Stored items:
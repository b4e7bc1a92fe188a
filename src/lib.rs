//! stocklens — trailing-window analytics for daily stock quotes.
//!
//! Hexagonal architecture: domain logic in [`domain`], port traits in [`ports`],
//! concrete implementations in [`adapters`].

pub mod domain;
pub mod ports;
pub mod adapters;
pub mod cli;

### WORK INSTRUCTION
Copy each line of the entries exactly.

### COMPLETED EXERCISE
repository b4e7bc1a92fe188a
filename src/lib.rs
//! stocklens — trailing-window analytics for daily stock quotes.
//!
//! Hexagonal architecture: domain logic in [`domain`], port traits in [`ports`],
//! concrete implementations in [`adapters`].

pub mod domain;
pub mod ports;
pub mod adapters;
pub mod cli;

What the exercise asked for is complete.